----- RAW DATA

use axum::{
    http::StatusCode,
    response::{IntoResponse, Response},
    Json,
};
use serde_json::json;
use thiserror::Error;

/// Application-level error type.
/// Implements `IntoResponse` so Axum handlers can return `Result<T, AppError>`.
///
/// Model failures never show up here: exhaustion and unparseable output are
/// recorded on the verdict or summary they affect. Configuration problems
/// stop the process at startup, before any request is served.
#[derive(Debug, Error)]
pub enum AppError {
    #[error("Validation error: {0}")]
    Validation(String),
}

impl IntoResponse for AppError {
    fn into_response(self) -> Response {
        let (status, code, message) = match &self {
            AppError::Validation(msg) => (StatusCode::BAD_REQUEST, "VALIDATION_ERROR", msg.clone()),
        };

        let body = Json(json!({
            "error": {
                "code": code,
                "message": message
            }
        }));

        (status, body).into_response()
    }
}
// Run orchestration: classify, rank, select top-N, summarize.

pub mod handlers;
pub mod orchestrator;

----------
----- RAW DATA

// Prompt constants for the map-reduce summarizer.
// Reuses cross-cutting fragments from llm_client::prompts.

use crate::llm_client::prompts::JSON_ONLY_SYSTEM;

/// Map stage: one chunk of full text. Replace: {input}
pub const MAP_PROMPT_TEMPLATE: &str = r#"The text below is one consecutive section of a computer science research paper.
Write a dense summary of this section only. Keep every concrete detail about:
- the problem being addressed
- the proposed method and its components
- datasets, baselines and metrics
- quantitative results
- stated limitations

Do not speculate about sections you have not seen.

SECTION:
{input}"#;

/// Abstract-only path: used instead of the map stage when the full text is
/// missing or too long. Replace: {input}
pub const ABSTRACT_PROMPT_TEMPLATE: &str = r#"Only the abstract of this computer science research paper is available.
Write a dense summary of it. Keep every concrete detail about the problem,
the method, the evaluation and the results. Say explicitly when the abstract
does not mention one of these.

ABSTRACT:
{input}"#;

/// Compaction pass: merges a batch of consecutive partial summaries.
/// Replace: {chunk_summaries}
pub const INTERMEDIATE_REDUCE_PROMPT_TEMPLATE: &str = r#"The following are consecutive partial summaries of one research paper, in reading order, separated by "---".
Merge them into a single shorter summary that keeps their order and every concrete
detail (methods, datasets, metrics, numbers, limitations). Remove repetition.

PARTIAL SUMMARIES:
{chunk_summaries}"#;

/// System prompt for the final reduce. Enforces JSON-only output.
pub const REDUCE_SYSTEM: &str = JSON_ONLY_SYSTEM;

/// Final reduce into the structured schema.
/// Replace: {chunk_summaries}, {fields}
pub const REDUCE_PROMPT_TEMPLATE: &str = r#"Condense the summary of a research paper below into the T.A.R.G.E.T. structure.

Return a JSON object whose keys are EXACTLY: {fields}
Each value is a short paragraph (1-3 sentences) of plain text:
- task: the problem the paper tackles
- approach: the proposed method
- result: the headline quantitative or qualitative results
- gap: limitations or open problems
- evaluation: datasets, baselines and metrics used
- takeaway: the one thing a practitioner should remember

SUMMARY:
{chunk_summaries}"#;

----------

WHAT TO PRODUCE
In the data above, each line holding "AppError" is to be found and copied.

EXERCISE RESULT
/// Implements `IntoResponse` so Axum handlers can return `Result<T, AppError>`.
pub enum AppError {
impl IntoResponse for AppError {
            AppError::Validation(msg) => (StatusCode::BAD_REQUEST, "VALIDATION_ERROR", msg.clone()),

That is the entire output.